TASK GOAL: Return only the lines of the listing below that run from the line with "#[arg(short, long)]" through the line with "fn record_lookup(&self, msg: String)", both ends included, exactly as written.

INPUT DATA:
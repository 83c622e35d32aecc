//! # AQI Receiver
//!
//! Servidor de ingestão: recebe lotes autenticados dos coletores via HTTP,
//! deriva o AQI e grava as séries temporais em SQLite.
//!
//! ## Uso
//! ```bash
//! aqi_receiver                          # Usa config.toml ao lado do executável
//! aqi_receiver --config /etc/aqi.toml   # Config explícita
//! ```

mod ingest;
mod normalizer;
mod notify;
mod routes;
mod sqlite;
mod store;

use aqi_core::config::{AppConfig, ReceiverConfig};
use clap::Parser;
use ingest::IngestService;
use normalizer::Normalizer;
use notify::CommandNotifier;
use sqlite::SqliteStore;
use std::collections::VecDeque;
use std::net::SocketAddr;
use std::path::PathBuf;
use std::process::ExitCode;
use std::sync::{Arc, Mutex, PoisonError};
use std::time::Duration;
use store::{StoreError, TimeSeriesStore};
use tracing::{error, info, warn};

/// Quantas consultas de MAC ficam no histórico.
const LOOKUP_HISTORY: usize = 100;

/// Espera entre tentativas de bind.
const BIND_RETRY: Duration = Duration::from_secs(2);

#[derive(Parser, Debug)]
#[command(name = "aqi_receiver", about = "Servidor de ingestão de qualidade do ar")]
#[command(version)]
struct Args {
    /// Caminho do config.toml
    #[arg(short, long)]
    config: Option<PathBuf>,
}

/// Estado compartilhado entre as requisições.
pub struct AppState {
    ingest: IngestService<SqliteStore>,
    store: Arc<SqliteStore>,
    lookups: Mutex<VecDeque<String>>,
}

impl AppState {
    fn new(ingest: IngestService<SqliteStore>, store: Arc<SqliteStore>) -> Self {
        Self {
            ingest,
            store,
            lookups: Mutex::new(VecDeque::with_capacity(LOOKUP_HISTORY)),
        }
    }

    /// Registra uma consulta de MAC, descartando a mais antiga se cheio.
    fn record_lookup(&self, msg: String) {
        let mut lookups = self.lookups.lock().unwrap_or_else(PoisonError::into_inner);
        if lookups.len() >= LOOKUP_HISTORY {
            lookups.pop_front();
        }
        lookups.push_back(format!("{}: {msg}", chrono::Local::now().format("%Y-%m-%d %H:%M:%S")));
    }

    /// Consultas recentes, mais antiga primeiro.
    fn recent_lookups(&self) -> Vec<String> {
        self.lookups
            .lock()
            .unwrap_or_else(PoisonError::into_inner)
            .iter()
            .cloned()
            .collect()
    }
}

#[tokio::main]
async fn main() -> ExitCode {
    // ── Logging ──
    tracing_subscriber::fmt()
        .with_env_filter(
            tracing_subscriber::EnvFilter::try_from_default_env()
                .unwrap_or_else(|_| "info".into()),
        )
        .init();

    let args = Args::parse();

    // ── Config ──
    let config_path = args.config.unwrap_or_else(AppConfig::default_path);
    let config = AppConfig::load(&config_path);

    if !config_path.exists() {
        if let Err(e) = config.save(&config_path) {
            warn!("Não foi possível salvar config padrão: {e}");
        }
    }

    let errors = config.validate_receiver();
    if !errors.is_empty() {
        for e in &errors {
            error!("Config inválida: {e}");
        }
        return ExitCode::FAILURE;
    }
    let cfg = &config.receiver;

    // ── Banco + registro ──
    let state = match build_state(cfg) {
        Ok(state) => state,
        Err(e) => {
            error!("Falha ao preparar o banco {}: {e}", cfg.database_path);
            return ExitCode::FAILURE;
        }
    };

    let app = routes::build_router(state)
        .into_make_service_with_connect_info::<SocketAddr>();

    // ── Listener ──
    let addr = format!("{}:{}", cfg.bind, cfg.port);
    let listener = loop {
        match tokio::net::TcpListener::bind(&addr).await {
            Ok(listener) => break listener,
            Err(e) => {
                error!("Erro ao abrir {addr}: {e}. Tentando novamente em 2s...");
                tokio::time::sleep(BIND_RETRY).await;
            }
        }
    };

    println!();
    println!("══════════════════════════════════════════════");
    println!("   🌫  AQI RECEIVER – ATIVO");
    println!("══════════════════════════════════════════════");
    println!("  HTTP:      http://{addr}/data");
    println!("  Banco:     {}", cfg.database_path);
    println!("  Chunk:     {} linhas", cfg.chunk_size);
    println!("  Prazo:     {:.1}s", cfg.insert_deadline_secs);
    println!("══════════════════════════════════════════════");
    println!();

    if let Err(e) = axum::serve(listener, app).await {
        error!("Servidor HTTP terminou: {e}");
        return ExitCode::FAILURE;
    }
    ExitCode::SUCCESS
}

fn build_state(cfg: &ReceiverConfig) -> Result<Arc<AppState>, StoreError> {
    let store = Arc::new(SqliteStore::new(&cfg.database_path)?);
    store.seed(&cfg.datatypes, &cfg.sensors)?;

    let registry = Arc::new(store.load_registry()?);
    info!(
        "{} sensores, {} tipos de dado, {} pontos armazenados",
        registry.sensor_count(),
        registry.datatype_count(),
        store.count_points()?
    );

    let normalizer = Normalizer::new(
        Arc::clone(&store),
        registry,
        cfg.chunk_size,
        Duration::from_secs_f64(cfg.insert_deadline_secs),
    );
    let notifier = CommandNotifier::from_argv(&cfg.notify_command);
    if let Some(n) = &notifier {
        info!("Notificação ativa: {n:?}");
    }

    Ok(Arc::new(AppState::new(
        IngestService::new(normalizer, cfg.password.clone(), notifier),
        store,
    )))
}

TASK SOLUTION:
    #[arg(short, long)]
    config: Option<PathBuf>,
}

/// Estado compartilhado entre as requisições.
pub struct AppState {
    ingest: IngestService<SqliteStore>,
    store: Arc<SqliteStore>,
    lookups: Mutex<VecDeque<String>>,
}

impl AppState {
    fn new(ingest: IngestService<SqliteStore>, store: Arc<SqliteStore>) -> Self {
        Self {
            ingest,
            store,
            lookups: Mutex::new(VecDeque::with_capacity(LOOKUP_HISTORY)),
        }
    }

    /// Registra uma consulta de MAC, descartando a mais antiga se cheio.
    fn record_lookup(&self, msg: String) {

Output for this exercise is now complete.